• TASK GOAL:
In the data, find each line where the word "ValidationError" appears and list that line.

* * * * * * *

//! Configuration loading from disk.

use std::fs;
use std::path::Path;

use crate::config::schema::SidecarConfig;
use crate::config::validation::{validate_config, ValidationError};

/// Error type for configuration loading.
#[derive(Debug)]
pub enum ConfigError {
    Io(std::io::Error),
    Parse(toml::de::Error),
    Validation(Vec<ValidationError>),
}

impl std::fmt::Display for ConfigError {
    fn fmt(&self, f: &mut std::fmt::Formatter<'_>) -> std::fmt::Result {
        match self {
            ConfigError::Io(e) => write!(f, "IO error: {}", e),
            ConfigError::Parse(e) => write!(f, "Parse error: {}", e),
            ConfigError::Validation(errors) => {
                write!(f, "Validation failed: ")?;
                for (i, err) in errors.iter().enumerate() {
                    if i > 0 {
                        write!(f, ", ")?;
                    }
                    write!(f, "{}", err)?;
                }
                Ok(())
            }
        }
    }
}

impl std::error::Error for ConfigError {}

/// Load and validate configuration from a TOML file.
pub fn load_config(path: &Path) -> Result<SidecarConfig, ConfigError> {
    let content = fs::read_to_string(path).map_err(ConfigError::Io)?;
    let config: SidecarConfig = toml::from_str(&content).map_err(ConfigError::Parse)?;

    validate_config(&config).map_err(ConfigError::Validation)?;

    Ok(config)
}

#[cfg(test)]
mod tests {
    use super::*;

    #[test]
    fn parses_minimal_config() {
        let toml = r#"
            [module]
            module_id = "mod-orders-1.0.0"
            application_id = "app-orders"

            [gateway]
            base_location = "https://gateway.platform.local/"
        "#;
        let config: SidecarConfig = toml::from_str(toml).unwrap();
        assert_eq!(config.module.module_id, "mod-orders-1.0.0");
        assert!(config.gateway.base_location.is_some());
        // Untouched sections fall back to defaults.
        assert_eq!(config.token_cache.refresh_before_expiry_secs, 60);
        assert!(validate_config(&config).is_ok());
    }

    #[test]
    fn loads_from_disk() {
        let path = std::env::temp_dir().join(format!("sidecar-config-{}.toml", std::process::id()));
        fs::write(
            &path,
            "[module]\nmodule_id = \"mod-orders-1.0.0\"\napplication_id = \"app-orders\"\n",
        )
        .unwrap();
        let config = load_config(&path).unwrap();
        fs::remove_file(&path).ok();
        assert_eq!(config.module.module_id, "mod-orders-1.0.0");
    }

    #[test]
    fn missing_file_is_an_io_error() {
        let result = load_config(Path::new("/nonexistent/sidecar.toml"));
        assert!(matches!(result, Err(ConfigError::Io(_))));
    }
}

* * * * * * *

• SOLUTION:
use crate::config::validation::{validate_config, ValidationError};
    Validation(Vec<ValidationError>),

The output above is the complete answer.